As the second subtitle reveals (“an annotated documentation”), the book is a descriptive representation of the German Christian Church Movement with a regional focus on the origins of the movement in the Wieratal near the city Altenburg. In his presentation, the author outlines the development chronologically: first of all, he describes how the two young vicars, Siegfried Leffler and Julius Leutheuser, who were inspired by National Socialism, began scouring for a small circle of like-minded people from 1927 onwards. Within a few years, this small circle was to become one of the most influential inner-church movements that controlled several Protestant churches during the time of the “Third Reich”. The theological worldview of the church movement was a symbiosis of (Protestant) Christianity and National Socialism, since they saw the direct action of God in Adolf Hitler and his movement.

The main lines of development which Krause describes, especially with respect to the sources that are quoted again and again, are not new. The early phase of the church movement is known at least in its rough historical outline through the publications of Susanne Böhm and Oliver Arnhold. This is where the uniqueness of Joachim Krause’s book comes to the fore: it is based on local sources such as the archives of the various parishes in which the German Christians began to build their national church movement.

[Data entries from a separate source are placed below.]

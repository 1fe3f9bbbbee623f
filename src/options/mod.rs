//! Tour configuration with TOML file support.
//!
//! Backend location, intro animation, camera defaults, marker sizes and
//! keybindings are consolidated here. Every section uses
//! `#[serde(default)]`, so a file that only overrides `[intro]` is valid.

mod api;
mod camera;
mod intro;
mod keybindings;
mod markers;

use std::path::Path;

pub use api::ApiOptions;
pub use camera::CameraOptions;
pub use intro::IntroOptions;
pub use keybindings::KeybindingOptions;
pub use markers::MarkerOptions;
use schemars::JsonSchema;
use serde::{Deserialize, Serialize};

use crate::error::TourError;

/// Top-level options container.
#[derive(
    Debug, Clone, Serialize, Deserialize, PartialEq, Default, JsonSchema,
)]
#[serde(default)]
pub struct TourOptions {
    /// Backend and media locations.
    pub api: ApiOptions,
    /// Featured-scene intro animation.
    pub intro: IntroOptions,
    /// Camera defaults and auto-rotation.
    pub camera: CameraOptions,
    /// Marker icon sizes.
    pub markers: MarkerOptions,
    /// Keyboard binding options.
    #[schemars(skip)]
    pub keybindings: KeybindingOptions,
}

impl TourOptions {
    /// Generate JSON Schema describing the UI-exposed options.
    #[must_use]
    pub fn json_schema() -> schemars::Schema {
        schemars::schema_for!(TourOptions)
    }

    /// Parse options from a TOML string. Missing fields use defaults.
    pub fn from_toml_str(content: &str) -> Result<Self, TourError> {
        let mut opts: Self = toml::from_str(content)
            .map_err(|e| TourError::OptionsParse(e.to_string()))?;
        opts.keybindings.rebuild_reverse_map();
        Ok(opts)
    }

    /// Load options from a TOML file. Missing fields use defaults.
    pub fn load(path: &Path) -> Result<Self, TourError> {
        let content = std::fs::read_to_string(path).map_err(TourError::Io)?;
        let opts = Self::from_toml_str(&content)?;
        log::info!("loaded options from {}", path.display());
        Ok(opts)
    }

    /// Save options to a TOML file (pretty-printed).
    pub fn save(&self, path: &Path) -> Result<(), TourError> {
        let content = toml::to_string_pretty(self)
            .map_err(|e| TourError::OptionsParse(e.to_string()))?;
        if let Some(parent) = path.parent() {
            std::fs::create_dir_all(parent).map_err(TourError::Io)?;
        }
        std::fs::write(path, content).map_err(TourError::Io)
    }
}
//! Keyboard shortcuts for the tour view.
//!
//! Key strings use the DOM `KeyboardEvent.code` format (`"KeyG"`,
//! `"Escape"`, `"Space"`). The host resolves a key through
//! [`KeybindingOptions::lookup`](crate::options::KeybindingOptions::lookup)
//! and hands the action to [`dispatch_key`] or [`KeyAction::apply`].

/// Bindable actions.
pub mod keyboard;

pub use keyboard::KeyAction;

use crate::api::SceneSource;
use crate::navigation::NavigationController;
use crate::viewer::PanoramaViewer;

impl KeyAction {
    /// Run this action against the controller.
    pub fn apply<S: SceneSource, V: PanoramaViewer>(
        self,
        controller: &mut NavigationController<S, V>,
    ) {
        log::debug!("key action {self:?}");
        match self {
            Self::ToggleMenu => controller.toggle_menu(),
            Self::ToggleInfoPanel => controller.toggle_info_panel(),
            Self::ClosePanels => controller.close_panels(),
            Self::SkipIntro => controller.skip_intro(),
            Self::ToggleAutoRotate => controller.toggle_auto_rotate(),
        }
    }
}

/// Look up `key` in the controller's bindings and run the bound action.
///
/// Returns the action that ran, or `None` for an unbound key.
pub fn dispatch_key<S: SceneSource, V: PanoramaViewer>(
    controller: &mut NavigationController<S, V>,
    key: &str,
) -> Option<KeyAction> {
    let action = controller.options().keybindings.lookup(key)?;
    action.apply(controller);
    Some(action)
}
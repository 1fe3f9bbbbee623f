use schemars::JsonSchema;
use serde::{Deserialize, Serialize};

#[derive(Debug, Clone, Serialize, Deserialize, PartialEq, JsonSchema)]
#[schemars(title = "Camera", inline)]
#[serde(default)]
/// Camera defaults and idle auto-rotation.
pub struct CameraOptions {
    /// Field of view used when a scene does not author one (degrees).
    #[schemars(title = "Default Field of View", range(min = 50.0, max = 120.0), extend("step" = 1.0))]
    pub default_fov: f64,
    /// Rotate the panorama slowly while the visitor is idle.
    #[schemars(title = "Auto-rotate")]
    pub auto_rotate: bool,
    /// Pause between the end of the intro and resuming auto-rotation.
    #[schemars(title = "Auto-rotate Resume Delay (ms)", range(min = 0, max = 10000), extend("step" = 100))]
    pub auto_rotate_resume_ms: u64,
}

impl Default for CameraOptions {
    fn default() -> Self {
        Self {
            default_fov: 90.0,
            auto_rotate: false,
            auto_rotate_resume_ms: 1000,
        }
    }
}
//! A single camera tween: fov, pitch and yaw from a start pose to an end
//! pose over a fixed duration.
//!
//! The session owns all of its mutable state; the caller drives it with one
//! [`CameraAnimation::tick`] per display frame and pushes the returned pose
//! to the viewer. Cancelling or restarting is dropping or replacing the
//! session.

use std::fmt;

use web_time::{Duration, Instant};

use super::CameraPose;
use crate::util::easing::EasingFunction;

/// Callback fired once when an animation reaches its end pose.
pub type CompletionCallback = Box<dyn FnOnce()>;

/// Lifecycle of an animation session.
#[derive(Debug, Clone, Copy, PartialEq, Eq)]
enum Phase {
    /// Not ticked yet, or still inside the start delay.
    Pending,
    /// Interpolating.
    Running,
    /// Reached the end pose (naturally or via skip).
    Finished,
    /// Halted by [`CameraAnimation::stop`].
    Stopped,
}

/// Mutable per-session state, advanced by `tick`.
#[derive(Debug, Clone, Copy)]
struct SessionState {
    phase: Phase,
    /// First tick; the start delay counts from here.
    armed_at: Option<Instant>,
    /// First tick after the delay; progress counts from here.
    started_at: Option<Instant>,
    /// Last computed linear progress in [0, 1].
    progress: f64,
}

/// One interpolated frame produced by a tick.
#[derive(Debug, Clone, Copy, PartialEq)]
pub struct AnimationFrame {
    /// Pose to apply to the viewer.
    pub pose: CameraPose,
    /// Linear progress in [0, 1].
    pub progress: f64,
    /// Whether this frame completed the animation.
    pub finished: bool,
}

/// Camera animation session.
pub struct CameraAnimation {
    start: CameraPose,
    end: CameraPose,
    duration: Duration,
    easing: EasingFunction,
    delay: Duration,
    state: SessionState,
    on_complete: Option<CompletionCallback>,
}

impl CameraAnimation {
    /// Animation from `start` to `end` over `duration`, cubic in-out, no
    /// delay.
    #[must_use]
    pub fn new(start: CameraPose, end: CameraPose, duration: Duration) -> Self {
        Self {
            start,
            end,
            duration,
            easing: EasingFunction::default(),
            delay: Duration::ZERO,
            state: SessionState {
                phase: Phase::Pending,
                armed_at: None,
                started_at: None,
                progress: 0.0,
            },
            on_complete: None,
        }
    }

    /// Use `easing` for fov and pitch. Yaw always moves linearly.
    #[must_use]
    pub fn with_easing(mut self, easing: EasingFunction) -> Self {
        self.easing = easing;
        self
    }

    /// Wait `delay` after the first tick before animating.
    #[must_use]
    pub fn with_delay(mut self, delay: Duration) -> Self {
        self.delay = delay;
        self
    }

    /// Fire `callback` once when the end pose is reached.
    #[must_use]
    pub fn on_complete(mut self, callback: impl FnOnce() + 'static) -> Self {
        self.on_complete = Some(Box::new(callback));
        self
    }

    /// Start pose.
    #[must_use]
    pub fn start_pose(&self) -> CameraPose {
        self.start
    }

    /// End pose.
    #[must_use]
    pub fn end_pose(&self) -> CameraPose {
        self.end
    }

    /// Easing applied to fov and pitch.
    #[must_use]
    pub fn easing(&self) -> EasingFunction {
        self.easing
    }

    /// Last computed linear progress in [0, 1].
    #[must_use]
    pub fn progress(&self) -> f64 {
        self.state.progress
    }

    /// Whether the session can still produce frames.
    #[must_use]
    pub fn is_active(&self) -> bool {
        matches!(self.state.phase, Phase::Pending | Phase::Running)
    }

    /// Whether the end pose was reached (naturally or via skip).
    #[must_use]
    pub fn is_finished(&self) -> bool {
        self.state.phase == Phase::Finished
    }

    /// Pose at linear progress `progress`.
    ///
    /// fov and pitch follow the easing curve; yaw follows `progress`
    /// directly so rotation speed stays constant.
    #[must_use]
    pub fn sample(&self, progress: f64) -> CameraPose {
        let t = progress.clamp(0.0, 1.0);
        let eased = self.easing.evaluate(t);
        CameraPose {
            fov: lerp(self.start.fov, self.end.fov, eased),
            pitch: lerp(self.start.pitch, self.end.pitch, eased),
            yaw: lerp(self.start.yaw, self.end.yaw, t),
        }
    }

    /// Advance to `now`.
    ///
    /// Returns `None` while waiting out the start delay and once the session
    /// is finished or stopped. The frame that reaches progress 1 carries the
    /// exact end pose and fires the completion callback before returning;
    /// use [`tick_and_apply`](Self::tick_and_apply) when completion must
    /// observe the applied end pose.
    pub fn tick(&mut self, now: Instant) -> Option<AnimationFrame> {
        self.tick_and_apply(now, |_| {})
    }

    /// [`tick`](Self::tick), handing the frame to `apply` before the
    /// completion callback runs.
    pub fn tick_and_apply(
        &mut self,
        now: Instant,
        apply: impl FnOnce(&AnimationFrame),
    ) -> Option<AnimationFrame> {
        let frame = self.advance(now)?;
        Some(self.emit(frame, apply))
    }

    /// Halt without firing completion.
    pub fn stop(&mut self) {
        if self.is_active() {
            self.state.phase = Phase::Stopped;
            self.on_complete = None;
        }
    }

    /// Jump to the end pose and complete.
    ///
    /// Returns the end frame to apply, or `None` when the session already
    /// finished or was stopped; completion never fires twice.
    pub fn skip(&mut self) -> Option<AnimationFrame> {
        self.skip_and_apply(|_| {})
    }

    /// [`skip`](Self::skip), handing the end frame to `apply` before the
    /// completion callback runs.
    pub fn skip_and_apply(
        &mut self,
        apply: impl FnOnce(&AnimationFrame),
    ) -> Option<AnimationFrame> {
        if !self.is_active() {
            return None;
        }
        self.finish();
        let frame = self.end_frame();
        Some(self.emit(frame, apply))
    }

    fn advance(&mut self, now: Instant) -> Option<AnimationFrame> {
        if !self.is_active() {
            return None;
        }

        let armed_at = *self.state.armed_at.get_or_insert(now);
        if now.saturating_duration_since(armed_at) < self.delay {
            return None;
        }

        let started_at = *self.state.started_at.get_or_insert(now);
        self.state.phase = Phase::Running;

        let progress = if self.duration.is_zero() {
            1.0
        } else {
            let elapsed = now.saturating_duration_since(started_at);
            (elapsed.as_secs_f64() / self.duration.as_secs_f64()).min(1.0)
        };

        if progress >= 1.0 {
            self.finish();
            return Some(self.end_frame());
        }

        self.state.progress = progress;
        Some(AnimationFrame {
            pose: self.sample(progress),
            progress,
            finished: false,
        })
    }

    /// Apply `frame`, then complete if it was the last one.
    fn emit(
        &mut self,
        frame: AnimationFrame,
        apply: impl FnOnce(&AnimationFrame),
    ) -> AnimationFrame {
        apply(&frame);
        if frame.finished {
            if let Some(callback) = self.on_complete.take() {
                callback();
            }
        }
        frame
    }

    fn finish(&mut self) {
        self.state.phase = Phase::Finished;
        self.state.progress = 1.0;
    }

    fn end_frame(&self) -> AnimationFrame {
        AnimationFrame {
            pose: self.end,
            progress: 1.0,
            finished: true,
        }
    }
}

impl fmt::Debug for CameraAnimation {
    fn fmt(&self, f: &mut fmt::Formatter<'_>) -> fmt::Result {
        f.debug_struct("CameraAnimation")
            .field("start", &self.start)
            .field("end", &self.end)
            .field("duration", &self.duration)
            .field("easing", &self.easing)
            .field("delay", &self.delay)
            .field("phase", &self.state.phase)
            .field("progress", &self.state.progress)
            .finish_non_exhaustive()
    }
}

/// Interpolate so that t = 0 and t = 1 return the endpoints exactly.
#[inline]
fn lerp(start: f64, end: f64, t: f64) -> f64 {
    start * (1.0 - t) + end * t
}
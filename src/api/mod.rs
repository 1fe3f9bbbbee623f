//! Scene data client.
//!
//! The tour backend is reached only through two traits: [`SceneSource`]
//! for the public read endpoints and [`HotspotStore`] for the admin write
//! endpoints. [`ApiClient`] implements both over HTTP (feature `http`);
//! [`StaticSceneSource`] serves an in-memory or JSON-file fixture.

#[cfg(feature = "http")]
mod client;
mod media;
mod static_source;

#[cfg(feature = "http")]
pub use client::ApiClient;
pub use media::proxied_media_url;
use serde::{Deserialize, Serialize};
pub use static_source::StaticSceneSource;

use crate::error::TourError;
use crate::scene::{Hotspot, HotspotType, Scene, SceneSummary};

/// Read side of the backend.
pub trait SceneSource {
    /// `GET /api/scenes/`: every scene at list granularity.
    fn fetch_scene_list(&self) -> Result<Vec<SceneSummary>, TourError>;

    /// `GET /api/scenes/{slug}/`: one scene with its hotspots.
    fn fetch_scene(&self, slug: &str) -> Result<Scene, TourError>;

    /// `GET /api/scenes/featured/`: the tour's entry scene.
    fn fetch_featured(&self) -> Result<Scene, TourError>;
}

/// Admin write side of the backend.
pub trait HotspotStore {
    /// `POST /api/hotspots/`: create a hotspot and return the stored record.
    fn create_hotspot(&mut self, hotspot: &NewHotspot)
        -> Result<Hotspot, TourError>;

    /// `DELETE /api/hotspots/{id}/`.
    fn delete_hotspot(&mut self, id: u64) -> Result<(), TourError>;
}

/// Body of a hotspot creation request.
#[derive(Debug, Clone, PartialEq, Serialize, Deserialize)]
pub struct NewHotspot {
    /// Id of the scene the hotspot is placed on.
    pub from_scene: u64,
    /// Type tag.
    pub hotspot_type: HotspotType,
    /// Target scene id for navigation hotspots.
    pub to_scene: Option<u64>,
    /// Tooltip label.
    pub text: String,
    /// Long-form description, empty unless `info`.
    pub info_description: String,
    /// Vertical angle in degrees.
    pub pitch: f64,
    /// Horizontal angle in degrees.
    pub yaw: f64,
}

/// List endpoint payload: a bare array or a paginated envelope.
#[derive(Debug, Deserialize)]
#[serde(untagged)]
enum ListBody<T> {
    Bare(Vec<T>),
    Paged { results: Vec<T> },
}

impl<T> ListBody<T> {
    fn into_vec(self) -> Vec<T> {
        match self {
            Self::Bare(items) | Self::Paged { results: items } => items,
        }
    }
}

/// Decode a list endpoint body.
pub(crate) fn decode_list<T: for<'de> Deserialize<'de>>(
    body: &str,
) -> Result<Vec<T>, TourError> {
    let list: ListBody<T> = serde_json::from_str(body)?;
    Ok(list.into_vec())
}

/// Error payload: `{"detail": ..}` or the wrapped
/// `{"status": "error", "code": N, "detail": .., "errors": ..}` form.
#[derive(Debug, Default, Deserialize)]
#[serde(default)]
struct ErrorBody {
    detail: Option<serde_json::Value>,
    errors: Option<serde_json::Value>,
}

/// Best-effort extraction of a human-readable detail from an error body.
#[cfg_attr(not(feature = "http"), allow(dead_code))]
pub(crate) fn error_detail(body: &str) -> Option<String> {
    let parsed: ErrorBody = serde_json::from_str(body).ok()?;
    let value = parsed.detail.or(parsed.errors)?;
    match value {
        serde_json::Value::String(s) if !s.trim().is_empty() => Some(s),
        serde_json::Value::String(_) | serde_json::Value::Null => None,
        other => Some(other.to_string()),
    }
}
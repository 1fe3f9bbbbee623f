use schemars::JsonSchema;
use serde::{Deserialize, Serialize};
use web_time::Duration;

use crate::camera::{CameraPose, LITTLE_PLANET_FOV, LITTLE_PLANET_PITCH};
use crate::util::easing::EasingFunction;

#[derive(Debug, Clone, Serialize, Deserialize, PartialEq, JsonSchema)]
#[schemars(title = "Intro", inline)]
#[serde(default)]
/// The "little planet to horizon" intro played on the featured scene.
pub struct IntroOptions {
    /// Play the intro when the tour opens on the featured scene.
    #[schemars(title = "Enabled")]
    pub enabled: bool,
    /// Animation length in milliseconds.
    #[schemars(title = "Duration (ms)", range(min = 0, max = 10000), extend("step" = 100))]
    pub duration_ms: u64,
    /// Pause before the first frame, in milliseconds.
    #[schemars(title = "Delay (ms)", range(min = 0, max = 5000), extend("step" = 100))]
    pub delay_ms: u64,
    /// Easing applied to fov and pitch.
    #[schemars(title = "Easing")]
    pub easing: EasingFunction,
    /// Start field of view (degrees).
    #[schemars(skip)]
    pub start_fov: f64,
    /// Start pitch (degrees).
    #[schemars(skip)]
    pub start_pitch: f64,
    /// Start yaw (degrees).
    #[schemars(skip)]
    pub start_yaw: f64,
}

impl IntroOptions {
    /// Start pose of the intro.
    #[must_use]
    pub fn start_pose(&self) -> CameraPose {
        CameraPose::new(self.start_fov, self.start_pitch, self.start_yaw)
    }

    /// Animation length.
    #[must_use]
    pub fn duration(&self) -> Duration {
        Duration::from_millis(self.duration_ms)
    }

    /// Pause before the first frame.
    #[must_use]
    pub fn delay(&self) -> Duration {
        Duration::from_millis(self.delay_ms)
    }
}

impl Default for IntroOptions {
    fn default() -> Self {
        Self {
            enabled: true,
            duration_ms: 3000,
            delay_ms: 500,
            easing: EasingFunction::CubicInOut,
            start_fov: LITTLE_PLANET_FOV,
            start_pitch: LITTLE_PLANET_PITCH,
            start_yaw: 0.0,
        }
    }
}
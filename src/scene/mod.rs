//! Scene and hotspot records as served by the tour API.
//!
//! Records are created and edited on the backend; this crate only reads
//! them. Every optional field tolerates both a missing key and an explicit
//! `null`, since the list and detail endpoints serialize different subsets.

/// Gallery and menu helpers: grouping by building, floor labels.
pub mod gallery;

use std::fmt;

use serde::{Deserialize, Deserializer, Serialize};

use crate::camera::CameraPose;

/// One 360° panoramic location with its hotspots and initial camera pose.
#[derive(Debug, Clone, PartialEq, Serialize, Deserialize)]
pub struct Scene {
    /// Numeric backend id.
    pub id: u64,
    /// URL-safe unique identifier used for navigation.
    pub slug: String,
    /// Display title.
    pub title: String,
    /// Long-form description.
    #[serde(default, deserialize_with = "null_as_default")]
    pub description: String,
    /// Building the scene belongs to.
    #[serde(default, deserialize_with = "null_as_default")]
    pub building: String,
    /// Floor number (1-9); `None` for outdoor areas.
    #[serde(default)]
    pub floor: Option<u8>,
    /// Short description of the floor.
    #[serde(default, deserialize_with = "null_as_default")]
    pub floor_description: String,
    /// City / area label.
    #[serde(default, deserialize_with = "null_as_default")]
    pub location: String,
    /// Photographer / author credit.
    #[serde(default, deserialize_with = "null_as_default")]
    pub author: String,
    /// Publication date as sent by the backend (`YYYY-MM-DD`).
    #[serde(default)]
    pub published_date: Option<String>,
    /// Equirectangular panorama image URL.
    #[serde(default)]
    pub panorama_image: Option<String>,
    /// Gallery thumbnail URL.
    #[serde(default)]
    pub thumbnail: Option<String>,
    /// Initial camera pitch in degrees.
    #[serde(default, deserialize_with = "null_as_default")]
    pub initial_pitch: f64,
    /// Initial camera yaw in degrees.
    #[serde(default, deserialize_with = "null_as_default")]
    pub initial_yaw: f64,
    /// Initial field of view in degrees, when the author set one.
    #[serde(default)]
    pub initial_fov: Option<f64>,
    /// Whether this scene is the tour's entry point.
    #[serde(default, deserialize_with = "null_as_default")]
    pub is_featured: bool,
    /// Hotspots placed on this scene, in display order.
    #[serde(default, deserialize_with = "null_as_default")]
    pub hotspots: Vec<Hotspot>,
}

impl Scene {
    /// The authored initial camera pose. `default_fov` fills in when the
    /// scene does not set its own field of view.
    #[must_use]
    pub fn initial_pose(&self, default_fov: f64) -> CameraPose {
        CameraPose {
            fov: self.initial_fov.unwrap_or(default_fov),
            pitch: self.initial_pitch,
            yaw: self.initial_yaw,
        }
    }

    /// Human-readable location, e.g. `"Main Building, Floor 2"`.
    #[must_use]
    pub fn location_label(&self) -> String {
        gallery::location_label(&self.building, self.floor)
    }

    /// List-granularity view of this scene.
    #[must_use]
    pub fn summary(&self) -> SceneSummary {
        SceneSummary {
            id: self.id,
            slug: self.slug.clone(),
            title: self.title.clone(),
            thumbnail: self.thumbnail.clone(),
            building: self.building.clone(),
            floor: self.floor,
            location: self.location.clone(),
            is_featured: self.is_featured,
        }
    }

    /// Hotspots that break the type invariants, paired with the problem.
    pub fn invalid_hotspots(
        &self,
    ) -> impl Iterator<Item = (&Hotspot, HotspotIssue)> + '_ {
        self.hotspots
            .iter()
            .filter_map(|h| h.validate().err().map(|issue| (h, issue)))
    }
}

/// List-granularity scene record (`GET /api/scenes/`).
#[derive(Debug, Clone, PartialEq, Serialize, Deserialize)]
pub struct SceneSummary {
    /// Numeric backend id.
    pub id: u64,
    /// Navigation slug.
    pub slug: String,
    /// Display title.
    pub title: String,
    /// Gallery thumbnail URL.
    #[serde(default)]
    pub thumbnail: Option<String>,
    /// Building the scene belongs to.
    #[serde(default, deserialize_with = "null_as_default")]
    pub building: String,
    /// Floor number; `None` outdoors.
    #[serde(default)]
    pub floor: Option<u8>,
    /// City / area label.
    #[serde(default, deserialize_with = "null_as_default")]
    pub location: String,
    /// Whether this scene is the tour's entry point.
    #[serde(default, deserialize_with = "null_as_default")]
    pub is_featured: bool,
}

/// What a hotspot does when selected.
#[derive(
    Debug, Clone, Copy, PartialEq, Eq, Hash, Default, Serialize, Deserialize,
)]
#[serde(rename_all = "snake_case")]
pub enum HotspotType {
    /// Navigates to another scene.
    #[default]
    Scene,
    /// Shows an information popup.
    Info,
    /// Floor change; navigates when it has a target, otherwise informs.
    Floor,
}

impl HotspotType {
    /// Wire name of the type tag.
    #[must_use]
    pub fn as_str(self) -> &'static str {
        match self {
            Self::Scene => "scene",
            Self::Info => "info",
            Self::Floor => "floor",
        }
    }
}

impl fmt::Display for HotspotType {
    fn fmt(&self, f: &mut fmt::Formatter<'_>) -> fmt::Result {
        f.write_str(self.as_str())
    }
}

/// A clickable point on a scene's sphere.
#[derive(Debug, Clone, PartialEq, Serialize, Deserialize)]
pub struct Hotspot {
    /// Backend id.
    pub id: u64,
    /// Owning scene id (present on admin responses).
    #[serde(default)]
    pub from_scene: Option<u64>,
    /// Target scene id.
    #[serde(default)]
    pub to_scene: Option<u64>,
    /// Type tag.
    pub hotspot_type: HotspotType,
    /// Target scene slug, for navigation hotspots.
    #[serde(default)]
    pub to_scene_slug: Option<String>,
    /// Target scene title, for display in the editor list.
    #[serde(default)]
    pub to_scene_title: Option<String>,
    /// Label shown in the tooltip.
    #[serde(default, deserialize_with = "null_as_default")]
    pub text: String,
    /// Long-form description for info points.
    #[serde(default, deserialize_with = "null_as_default")]
    pub info_description: String,
    /// Vertical angle in degrees (-90 down .. 90 up).
    pub pitch: f64,
    /// Horizontal angle in degrees (-180 .. 180).
    pub yaw: f64,
}

impl Hotspot {
    /// Target slug, treating an empty string as absent.
    #[must_use]
    pub fn target_slug(&self) -> Option<&str> {
        self.to_scene_slug.as_deref().filter(|s| !s.is_empty())
    }

    /// Check the per-type invariants.
    pub fn validate(&self) -> Result<(), HotspotIssue> {
        match self.hotspot_type {
            HotspotType::Scene if self.target_slug().is_none() => {
                Err(HotspotIssue::MissingTarget)
            }
            HotspotType::Info if self.info_description.trim().is_empty() => {
                Err(HotspotIssue::MissingDescription)
            }
            _ => Ok(()),
        }
    }
}

/// A broken hotspot invariant.
#[derive(Debug, Clone, Copy, PartialEq, Eq)]
pub enum HotspotIssue {
    /// A `scene` hotspot without a target slug.
    MissingTarget,
    /// An `info` hotspot without a description.
    MissingDescription,
}

impl fmt::Display for HotspotIssue {
    fn fmt(&self, f: &mut fmt::Formatter<'_>) -> fmt::Result {
        match self {
            Self::MissingTarget => {
                write!(f, "navigation hotspot has no target scene")
            }
            Self::MissingDescription => {
                write!(f, "info hotspot has no description")
            }
        }
    }
}

/// Deserialize `null` as the type's default.
fn null_as_default<'de, D, T>(deserializer: D) -> Result<T, D::Error>
where
    D: Deserializer<'de>,
    T: Default + Deserialize<'de>,
{
    Ok(Option::<T>::deserialize(deserializer)?.unwrap_or_default())
}
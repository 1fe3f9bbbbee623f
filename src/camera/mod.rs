//! Camera poses and the intro animation.
//!
//! [`CameraPose`] is the authored, degree-based pose stored on scenes and
//! interpolated by the animator. [`ViewerPose`] is what the panorama viewer
//! receives: pitch and yaw in radians.

/// Time-based fov/pitch/yaw tween with easing.
pub mod animator;

pub use animator::{AnimationFrame, CameraAnimation};

use crate::util::angle::to_radians;

/// Field of view of the little-planet intro start pose (degrees).
pub const LITTLE_PLANET_FOV: f64 = 180.0;
/// Pitch of the little-planet intro start pose: straight up (degrees).
pub const LITTLE_PLANET_PITCH: f64 = 90.0;

/// Camera parameters in degrees.
#[derive(Debug, Clone, Copy, PartialEq, Default)]
pub struct CameraPose {
    /// Horizontal field of view.
    pub fov: f64,
    /// Vertical angle; positive looks up.
    pub pitch: f64,
    /// Horizontal angle.
    pub yaw: f64,
}

impl CameraPose {
    /// Pose from fov, pitch and yaw (degrees).
    #[must_use]
    pub const fn new(fov: f64, pitch: f64, yaw: f64) -> Self {
        Self { fov, pitch, yaw }
    }

    /// The "little planet" pose: maximal fov, looking straight up.
    #[must_use]
    pub const fn little_planet() -> Self {
        Self::new(LITTLE_PLANET_FOV, LITTLE_PLANET_PITCH, 0.0)
    }

    /// Convert to the viewer's angular units.
    #[must_use]
    pub fn to_viewer(self) -> ViewerPose {
        ViewerPose {
            fov: self.fov,
            pitch: to_radians(self.pitch),
            yaw: to_radians(self.yaw),
        }
    }
}

/// Camera parameters as the viewer consumes them.
#[derive(Debug, Clone, Copy, PartialEq, Default)]
pub struct ViewerPose {
    /// Field of view in degrees.
    pub fov: f64,
    /// Pitch in radians.
    pub pitch: f64,
    /// Yaw in radians.
    pub yaw: f64,
}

Furthermore, he can draw on personal records of inhabitants of the Wieratal from the time of National Socialism. With the help of this extraordinary material, Krause is able to retell the missionary successes of the church movement amongst the inhabitants of the Wieratal in a lively manner within the opening chapters.

In the subsequent chapters on the period of the “Third Reich”, however, Krause makes a number of content-related errors: this begins with false dates (p. 63) and leads to claims that in 1937 the NSDAP had forbidden dual membership in the party and church (p.82). To the contrary, Walter Grundmann, the scientific director of the aforementioned institute and one of the ideological leaders of the German Christian Church Movement, serves as a classic example of membership both in the NSDAP and the church organization, which was easily possibly until the end of the war.  Likewise, the secret newsletter of Martin Bormann in 1941 was not a challenge of the Nazi Party to the churches or even Christianity, but rather the attempt to achieve a consistent separation of party and church, as Armin Nolzen has impressively demonstrated.[1]

In the last chapter, Krause effectively criticizes the myth-making of an alleged ecclesiastical resistance after 1945 and points out how, on the local level, former German Christians are still fondly remembered, even today. In the chapter on the church policy of National Socialism, Krause does not maintain such a critical attitude, since he only repeats older interpretations of church historiography. By adding more recent work on the history of the churches in the “Third Reich”, such misjudgments probably could have been avoided. However, if you would like to find out more about the early years of the German Christian Church Movement, I recommend this book, which surprises with very interesting sources at various points.

[1] Armin Nolzen, “Nationalsozialismus und Christentum. Konfessionsgeschichtliche Befunde zur NSDAP,” in Manfred Gailus, Armin Nolzen (eds.), Zerstrittene »Volksgemeinschaft«. Glaube, Konfession und Religion im Nationalsozialismus (Göttingen: Vandenhoeck & Ruprecht, 2011) 151–179.